Hill in Neath Port Talbot, Wales

Mynydd Allt-y-grug is a 338-metre-high hill immediately west of Ystalyfera in the county borough of Neath Port Talbot in South Wales. Its twin summits are around 400m apart. The upper part of the hill is largely covered in heather whilst conifers clothe its western slopes and gorse, bracken and bramble cover much of its rough landslide eastern side which rises above the Swansea Valley, drainage on this side flowing to the River Tawe.

== Geology ==
The hill is formed from multiple layers of Pennant Sandstone with intervening mudstone layers and occasional coal seams.
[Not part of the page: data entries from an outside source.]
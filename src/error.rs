//! Error types for stake validation

use thiserror::Error;

#[derive(Error, Debug)]
pub enum ConsensusError {
    #[error("Proof of stake checked on non-coinstake transaction: {0}")]
    NotCoinStake(String),

    #[error("Unknown block index entry: {0}")]
    UnknownBlock(usize),

    #[error("Invalid consensus parameters: {0}")]
    InvalidConfig(String),

    #[error("Serialization error: {0}")]
    Serialization(String),
}

impl From<serde_json::Error> for ConsensusError {
    fn from(err: serde_json::Error) -> Self {
        ConsensusError::Serialization(err.to_string())
    }
}

pub type Result<T> = std::result::Result<T, ConsensusError>;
All are tilted to the south and southwest towards the axis of the South Wales Coalfield syncline. The lower parts of its western slopes are mantled by glacial till. Much of the eastern side of the hill is a large landslip which is intermittently active and destructive of properties in Ystalyfera and Pantyffynnon.

==Scheduled Monuments==
There is an ancient cairn, possibly of Bronze Age date, a few hundred metres to the south of the hill's southern summit.

== Access ==
The upper parts of Mynydd Allt-y-grug are designated as open access under the Countryside and Rights of Way Act 2000 as is the conifer plantation which extends across much of its lower western slopes. There are no recorded public rights of way to its summit but a public footpath skirts the hill through the forest to its west and northwest and connects to Ystalyfera via the farmstead of Penlan-fach. There are however a number of other tracks which run across its slopes.